3. Supaya diadakan penyelidikan dalam peraturan-peraturan negara lain, sebelum menentukan apakah orang-orang asing dapat pula mempunyai hak milik atas tanah. 4. Perlunya diadakan penetapan luas minimum tanah untuk menghindarkan pauperisme diantara petani kecil dan memberi tanah yang cukup untuk hidup yang patut, sekalipun sederhana. 5. Perlunya adanya penetapan luas maksimum. 6. Menganjurkan untuk menerima skema hak-hak tanah yang diusulkan oleh Sarimin Reksodihardjo. 7. Perlunya diadakan registrasi tanah milik dan hak-hak menumpang yang penting. Atas pertimbangan bahwa Panitia Agraria Yogya tidak sesuai lagi dengan kondisi negara, maka dengan Keputusan Presiden Republik Indonesia no. 36 tahun 1951 panitia tersebut dibubarkan. Dan diganti dengan Panitia Agraria Jakarta. Panitia ini diketuai oleh Singgih Praptodihardjo. Tugas panitia ini hampir sama dengan Panitia Agraria Yogya. Kesimpulan-kesimpulan panitia mengenai tanah untuk pertanian kecil (rakyat) yaitu: 1. Mengadakan batas minimum sebagai ide. 2. Ditentukan pembatasan maksimum 25 hektar untuk satu keluarga. 3. Yang dapat memiliki tanah untuk pertanian kecil hanya penduduk warga negara Indonesia. 4. Uuntuk pertanian kecil diterima bangunan-bangunan hukum. 5. Hak ulayat disetujui untuk diatur sesuai dengan pokok-pokok dasar Negara Dengan Keputusan Presiden RI no. 1 tahun 1956, Panitia Agraria Jakarta dibubarkan, dan dibentuklah Panitia Negara Urusan Agraria yang diketuai oleh Soewahjo Soemodilogo. Tugas utama Panitia Soewahjo ialah mempersiapkan rencana UUPA yang nasional, sedapat-dapatnya dalam waktu 1 tahun. Adapun pokok-pokok penting rancangan UUPA hasil karya panitia tersebut adalah: 1. Dihapuskannya asas domein dan diakuinya hak ulayat 2. Asas domein diganti dengan Hak Kekuasaan Negara 3. Dualisme hukum agraria dihapuskan. 4. Hak-hak atas tanah 5. Hak Milik hanya boleh dipunyai oleh orang-orang warga negara Indonesia.

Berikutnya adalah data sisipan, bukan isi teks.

//! Scripted transport for unit tests

use crate::error::FetchError;
use crate::transport::Transport;
use async_trait::async_trait;
use serde_json::Value;
use std::collections::{HashMap, VecDeque};
use std::sync::Mutex;
use std::time::Duration;

type Reply = Result<Value, FetchError>;

#[derive(Default)]
struct Script {
    /// One-shot replies, consumed in order before the standing reply
    queued: HashMap<String, VecDeque<Reply>>,
    standing: HashMap<String, Reply>,
    calls: HashMap<String, usize>,
}

/// Transport answering from per-URL scripts and counting calls
#[derive(Default)]
pub(crate) struct StubTransport {
    script: Mutex<Script>,
    delay: Mutex<Option<Duration>>,
}

impl StubTransport {
    pub(crate) fn new() -> Self {
        Self::default()
    }

    /// Queue a one-shot reply for `url`
    pub(crate) fn push(&self, url: &str, reply: Reply) {
        let mut script = self.script.lock().unwrap();
        script
            .queued
            .entry(url.to_string())
            .or_default()
            .push_back(reply);
    }

    /// Reply returned for `url` whenever nothing is queued
    pub(crate) fn set(&self, url: &str, reply: Reply) {
        let mut script = self.script.lock().unwrap();
        script.standing.insert(url.to_string(), reply);
    }

    pub(crate) fn set_delay(&self, delay: Duration) {
        *self.delay.lock().unwrap() = Some(delay);
    }

    pub(crate) fn calls(&self, url: &str) -> usize {
        let script = self.script.lock().unwrap();
        script.calls.get(url).copied().unwrap_or(0)
    }

    pub(crate) fn total_calls(&self) -> usize {
        let script = self.script.lock().unwrap();
        script.calls.values().sum()
    }
}

#[async_trait]
impl Transport for StubTransport {
    async fn get_json(&self, url: &str, _timeout: Duration) -> Result<Value, FetchError> {
        let delay = *self.delay.lock().unwrap();
        if let Some(delay) = delay {
            tokio::time::sleep(delay).await;
        }

        let mut script = self.script.lock().unwrap();
        *script.calls.entry(url.to_string()).or_default() += 1;

        if let Some(reply) = script.queued.get_mut(url).and_then(VecDeque::pop_front) {
            return reply;
        }
        script
            .standing
            .get(url)
            .cloned()
            .unwrap_or_else(|| Err(FetchError::Network(format!("no stub for {url}"))))
    }
}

Dengan Keputusan Presiden Republik Indonesia no. 97 tahun 1958 Panitia Soewahjo dibubarkan karena tugas utamanya sudah diselesaikan. Dengan beberapa perubahan mengenai sistematika dan rumusan beberapa pasalnya, Rancangan Panitia Soewahjo diajukan oleh Menteri Agraria Soenarjo kepada Dewan Menteri pada tanggal 14 Maret 1958. Rancangan Soenarjo disetujui oleh Dewan Menteri dan diajukan kepada DPR dengan Amanat Presiden no. 1307 tahun 1958. Berhubung berlakunya kemballi UUD 1945, Rancangan Soenarjo yang masih memakai dasar Undang-undang Dasar Sementara ditarik kembali dengan surat Pejabat Presiden no. 1532 tahun 1960. Setelah disesuaikan dengan Undang-Undang Dasar 1945, dalam bentuk yang lebih sempurna dan lengkap diajukanlah Rancangan UUPA yang baru oleh Menteri Agraria Sadjarwo. Rancangan tersebut diajukan ke DPR. Rancangan Sadjarwo menggunakan hukum adat sebagai dasarnya. Pada hari Sabtu tanggal 24 September 1960 Rancangan Undang-undang tersebut disetujui oleh DPR-GR dan disahkan oleh Presiden Soekarno menjadi Undang-undang no. 5 tahun 1960 tentang Peraturan Dasar Pokok-pokok Agraria, atau yang lebih dikenal dengan Undang-undang Pokok Agraria (UUPA). Peraturan-peraturan yang tidak berlaku lagi dengan mulai berlakunya UUPA ialah: 1. Seluruh pasal 51 IS. 2. Semua pernyataan Domein dari Pemerintah Hindia Belanda. 3. Peraturan mengenai hak agrarisch eigendom 4. Pasal-pasal buku II KUH Perdata sepanjang mengenai bumi, air, serta kekayaan alam yang terkandung di dalamnya. Gambaran Hukum Tanah Nasional Hukum tanah yang baru harus bersifat nasional, baik itu segi formal maupun material. Dari segi formalnya Hukum Tanah Nasional harus dibuat oleh pembentuk Undang-Undang Indonesia, dibuat di Indonesia, dan disusun pula dalam bahasa Indonesia. Mengenai segi materialnya Hukum Tanah yang baru harus nasional pula, yaitu berkenaan dengan tujuan, konsepsi, asas-asas, system dan isinya. Dalam hubungannya ini UUPA menyatakan pula dalam konsideransnya, bahwa Hukum Agraria yang baru itu: 1. Harus didasarkan atas hukum adat tentang tanah. 2. Harus sederhana. 3. Harus menjamin kepastian hukum bagi seluruh rakyat Indonesia.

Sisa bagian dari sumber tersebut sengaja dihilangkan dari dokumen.